Would Traders simply Move their Business? The stock index products are licensed to the CBOE and CME for trading and cannot be traded on other exchanges. The other products such as Eurodollars, T-Bonds, etc are not licensed but are not traded on any other exchange Another exchange could seek to trade these products but the liquidity is at the CME and The new exchange would first have to obtain regulatory authorization from the CFTC
Would the Exchanges Move? • The first question is, “Why would they? • The exchanges are not paying the tax • Both the CME and CBOE have a large physical infrastructure in place in Chicago • Their employees and most of their senior executives live in the Chicago region • Their most important banking relationships are also in the Chicago area • Is $1/contract enough to drive the high costs of relocation?
An Modest Illinois Graduated Individual Income Tax Could Raise $ 2.4 – $3.4 B More Revenue • It would also cut overall state income tax burden for 94 percent of all taxpayers—that means on average, taxpayers with under $150,000 in annual base income would receive a tax cut. • Despite shifting tax burden to affluent taxpayers, nonetheless keep the effective state income tax rate for millionaires at just 4.3 percent. • stimulate the growth of at least 36,000 jobs in the state’s private sector through enhanced public and consumer spending. • Effective rates would be 0% for incomes below $9,000 and slowly increase to roughly 6%.

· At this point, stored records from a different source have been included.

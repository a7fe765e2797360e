use crate::model::Beatmap;
use crate::osu::{OsuPerformanceAttributes, OsuPP};
use crate::{ensure_std, CalculateResult};

use std::fmt;

/// Performance calculator that dispatches on the map's mode.
#[derive(Clone, Debug)]
pub enum AnyPP<'m> {
    Osu(OsuPP<'m>),
}

impl<'m> AnyPP<'m> {
    #[inline]
    pub fn new(map: &'m Beatmap) -> CalculateResult<Self> {
        ensure_std(map)?;

        Ok(Self::Osu(OsuPP::new(map)))
    }

    #[inline]
    pub fn mods(self, mods: u32) -> Self {
        match self {
            Self::Osu(calculator) => Self::Osu(calculator.mods(mods)),
        }
    }

    #[inline]
    pub fn combo(self, combo: u32) -> Self {
        match self {
            Self::Osu(calculator) => Self::Osu(calculator.combo(combo)),
        }
    }

    #[inline]
    pub fn misses(self, n_misses: u32) -> Self {
        match self {
            Self::Osu(calculator) => Self::Osu(calculator.misses(n_misses)),
        }
    }

    #[inline]
    pub fn accuracy(self, acc_percent: f64) -> Self {
        match self {
            Self::Osu(calculator) => Self::Osu(calculator.accuracy(acc_percent)),
        }
    }

    #[inline]
    pub fn calculate(self) -> CalculateResult<PerformanceAttributes> {
        match self {
            Self::Osu(calculator) => calculator.calculate().map(PerformanceAttributes::Osu),
        }
    }
}

/// The result of a performance calculation, dispatched on the map's mode.
#[derive(Clone, Debug, PartialEq)]
pub enum PerformanceAttributes {
    Osu(OsuPerformanceAttributes),
}

impl PerformanceAttributes {
    /// The final performance points.
    #[inline]
    pub fn pp(&self) -> f64 {
        match self {
            Self::Osu(attributes) => attributes.pp,
        }
    }

    #[inline]
    pub fn stars(&self) -> f64 {
        match self {
            Self::Osu(attributes) => attributes.stars(),
        }
    }
}

impl fmt::Display for PerformanceAttributes {
    fn fmt(&self, f: &mut fmt::Formatter<'_>) -> fmt::Result {
        match self {
            Self::Osu(attributes) => fmt::Display::fmt(attributes, f),
        }
    }
}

34 of the 41 States with an Income Tax Have a Graduated Income Tax (GIT) • Iowa’s GIT applied to Illinois would raise 42% more revenue than the roughly $15 B raised from Illinois current temporary 5% flat individual Income Tax (IIT) and still cut rates for most filers. • KT, MO, and WI all have GIT’s that raise 11% to 24 % more revenueand cut tax rates for most filers. • If Illinois had Oregon’s GIT the state would almost double its IIT revenue.
Illinois has a Revenue, not a Spending Problem: Cutting Public Pensions is Bad Public Policy • It increases economic inequality, one of the main causes of the current “Lesser Depression” economy. • It undermines secure pensions for one of the last segments of the workforce that still have defined benefit pensions, thus further undermining an already shredded U.S. retirement system, and an embattled and shrinking middle class. • Cutting public pensions and impoverishing retirees is both unjust and bad public policy. • Why are contracts for bond holders sacrosanct but contracts with workers are not? Which contracts have more impact on more people?